Tribit is at it again with its most powerful high-quality Bluetooth speaker yet, the Tribit MaxSound Plus, and as might be expected, this is another listening device from the company that packs a punch well above its weight. Stamped with a price tag that's just short of $56, Tribit's MaxSound Plus incorporates dual drivers and dual passive bass radiators for high-fidelity sound at a true bargain.
That's neatly packed into a soft-touch plastic frame behind a premium metal speaker grate with ruggedization to spare, decent battery life, and looks that will fit nearly any environment. So it goes almost without saying that anybody looking for a Bluetooth speaker for just about any purpose will want to take a look.
The most important specifications for this speaker are its inclusion of two 45mm diameter passive bass radiators and dual 12W speakers. The frequency range for those falls in at around 80Hz to 20KHz, while the signal-to-noise ratio is listed at ≥80dB.
Bluetooth 4.2 — with support for A2DP, AVRCP, HFP, HSP profiles — or auxiliary input are available for seamless connectivity.
Battery life is rated at up to 20-hours from the 7.4V, 2200mAh built-in battery and charging time at 5V/1.5A is around 4-hours.
That's all packed into a pill-shaped frame measuring 65 x 198 x 68mm and weighing in at a hefty 595g — around 1.3lbs.
In The Box
Tribit doesn't skimp as much as some other Bluetooth speaker manufacturers when it comes to inclusions out-of-the-box. In addition to the speaker itself, wrapped cleanly in a protective foam film, users will find a Micro USB to USB-A Cable and an auxiliary cable. A black cord-style lanyard is pre-installed on the speaker, allowing an additional easy way to lug the gadget around.
For documentation, Tribit includes a straightforward manual explaining how to get started and what the two LED lights along the top of the device indicate. Two cards highlighting the company's more humanitarian side are in the box too. Those inform buyers that their purchase has helped support the aid organization UNICEF USA and showing how buyers can further support the group.
Hardware and Design
The pill-shaped design of Tribit's MaxSound Plus is going to be familiar to just about anybody that has used a wireless Bluetooth speaker before but looks can be somewhat deceiving. Tribit incorporates the use of slightly soft-touch matte polycarbonates here compared to many competitors, allowing for a comfortable in-hand feel while maintaining the rugged feel. That wraps around the entire device with the exception of the port covering, which is made of a more rubbery material.
The speaker grate is metal at the front, while slots covering the second 45mm passive bass radiator at the back are cut-out of the original material rather than residing under a grate.
Looking at MaxSound Plus from the back, a slot along the left-hand edge just next to the port cover has been included for the pre-installed lanyard. That's made of a similarly premium-feeling black cord as opposed to the rubber that's typically used.
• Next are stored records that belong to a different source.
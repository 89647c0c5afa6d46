//! # nging-foundation
//!
//! Foundation layer for Nging:
//! - Error: 공통 에러 타입 (Error, Result)
//! - Permission: 권한 종류 태그, 역할/원본 권한 행, RoleProvider 경계
//! - Registry: 메뉴/액션 트리 (NavigateItem, NavigateList, Project)
//! - Storage: JsonStore (범용)
//! - Config: NgingConfig
//!
//! ## 아키텍처
//!
//! ```text
//! ┌─────────────────────────────────────────────────────────┐
//! │  HTTP layer / nging-perm CLI                            │
//! │                     │                                   │
//! │                     ▼                                   │
//! │   nging-core: RolePermission ── PermissionRegistry      │
//! │                     │                   │               │
//! │          ┌─────────┴─────────┐         │               │
//! │          ▼                   ▼         ▼               │
//! │   RoleProvider (rows)   NavigateList (startup)          │
//! └─────────────────────────────────────────────────────────┘
//! ```

pub mod config;
pub mod error;
pub mod permission;
pub mod registry;
pub mod storage;

// ============================================================================
// Error
// ============================================================================
pub use error::{Error, Result};

// ============================================================================
// Config (설정)
// ============================================================================
pub use config::{NgingConfig, BEHAVIORS_FILE, NGING_CONFIG_FILE};

// ============================================================================
// Permission (권한 데이터)
// ============================================================================
pub use permission::{
    JsonRoleStore, PermissionKind, RawPermission, RoleFile, RoleProvider, RoleRecord, UserRoles,
    ROLES_FILE, WILDCARD,
};

// ============================================================================
// Registry (내비게이션)
// ============================================================================
pub use registry::{
    join_path, NavigateFile, NavigateItem, NavigateList, NavigateSource, Project, NAVIGATE_FILE,
};

// ============================================================================
// Storage (저장소)
// ============================================================================
pub use storage::{split_path, JsonStore, GLOBAL_DIR_NAME, PROJECT_DIR_NAME};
Four rubbery feet along the bottom ensure that the device doesn't slip around and seem to perform well as a buffer to prevent any vibrations whatsoever from transferring to the surface the speaker is placed on.
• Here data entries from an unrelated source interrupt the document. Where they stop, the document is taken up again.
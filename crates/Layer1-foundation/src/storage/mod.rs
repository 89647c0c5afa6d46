//! Storage module for Nging
//!
//! - `json`: JSON - 설정/내비게이션/역할 파일 저장/로드

mod json;

// JSON Storage (범용)
pub use json::{split_path, JsonStore, GLOBAL_DIR_NAME, PROJECT_DIR_NAME};
fn encode_form_value(behavior: &Behavior, values: &[String]) -> Result<Option<Value>> {
    let Some(first) = values.iter().map(|s| s.trim()).find(|s| !s.is_empty()) else {
        return Ok(None);
    };
    let parse_err = |e: &dyn fmt::Display| Error::Decode(format!("{:?}: {}", first, e));

    let value = match behavior.value_type {
        ValueType::List => Value::String(
            values
                .iter()
                .map(|s| s.trim())
                .filter(|s| !s.is_empty())
                .collect::<Vec<_>>()
                .join(","),
        ),
        ValueType::Number | ValueType::Float | ValueType::Float64 => {
            let n: f64 = first.parse().map_err(|e| parse_err(&e))?;
            Value::Number(Number::from_f64(n).ok_or_else(|| parse_err(&"not finite"))?)
        }
        ValueType::Float32 => {
            let n: f32 = first.parse().map_err(|e| parse_err(&e))?;
            Value::Number(Number::from_f64(n as f64).ok_or_else(|| parse_err(&"not finite"))?)
        }
        ValueType::Int | ValueType::Int64 => {
            Value::from(first.parse::<i64>().map_err(|e| parse_err(&e))?)
        }
        ValueType::Int32 => Value::from(first.parse::<i32>().map_err(|e| parse_err(&e))?),
        ValueType::Uint | ValueType::Uint64 => {
            Value::from(first.parse::<u64>().map_err(|e| parse_err(&e))?)
        }
        ValueType::Uint32 => Value::from(first.parse::<u32>().map_err(|e| parse_err(&e))?),
        ValueType::Bool => Value::Bool(parse_bool(first).ok_or_else(|| parse_err(&"not a bool"))?),
        ValueType::Json => {
            let raw: Value = serde_json::from_str(first).map_err(|e| parse_err(&e))?;
            let (_, normalized) = behavior.decode_normalized(&raw)?;
            normalized
        }
        ValueType::Slice => Value::Array(
            values
                .iter()
                .map(|s| Value::String(s.clone()))
                .collect(),
        ),
        ValueType::String => Value::String(first.to_string()),
    };
    Ok(Some(value))
}

// ============================================================================
// CheckedBehavior
// ============================================================================

/// `check_behavior` 결과. 값이 없으면 `is_valid() == false`.
#[derive(Clone, Default)]
pub struct CheckedBehavior {
    name: String,
    raw: Option<Value>,
    value: Option<BehaviorValue>,
}

impl CheckedBehavior {
    pub fn empty(name: impl Into<String>) -> Self {
        Self {
            name: name.into(),
            ..Self::default()
        }
    }

    pub fn name(&self) -> &str {
        &self.name
    }

    pub fn is_valid(&self) -> bool {
        self.value.is_some()
    }

    /// 저장 형태 JSON
    pub fn raw(&self) -> Option<&Value> {
        self.raw.as_ref()
    }

    /// 선언된 타입으로 꺼낸다. 타입이 다르면 None.
    pub fn value<T: Any>(&self) -> Option<&T> {
        self.value.as_deref()?.downcast_ref::<T>()
    }
}

impl fmt::Debug for CheckedBehavior {
    fn fmt(&self, f: &mut fmt::Formatter<'_>) -> fmt::Result {
        f.debug_struct("CheckedBehavior")
            .field("name", &self.name)
            .field("raw", &self.raw)
            .finish()
    }
}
Underneath the port cover, there is both a micro USB and 3.5mm audio jack. The first of those is, obviously, used for charging up the gadget while the second is meant for audio input. The flap covering the ports isn't too obnoxious to keep out of the way while plugging or unplugging cables — which is a nice change from some competing devices — but doesn't feel cheaply build either.
More directly, the port cover isn't likely to tear off any time soon but allows easy access to ports while simultaneously ensuring the IPX7 water resistance of the speaker.
The ports themselves are likewise, snug-fitting and don't wiggle at all when cables are plugged in. So those should last a long time.
Keys arranged along the top of the MaxSound Plus from Tribit include a power, Bluetooth, Play/Pause, Volume controls, and XBass buttons. The power and XBass buttons have dedicated LEDs. For the former, that indicates charging, power state, and connectivity status while the latter indicates whether extra bass from the passive radiators has been activated. The power LED shows three distinct colors for easy information at a glance.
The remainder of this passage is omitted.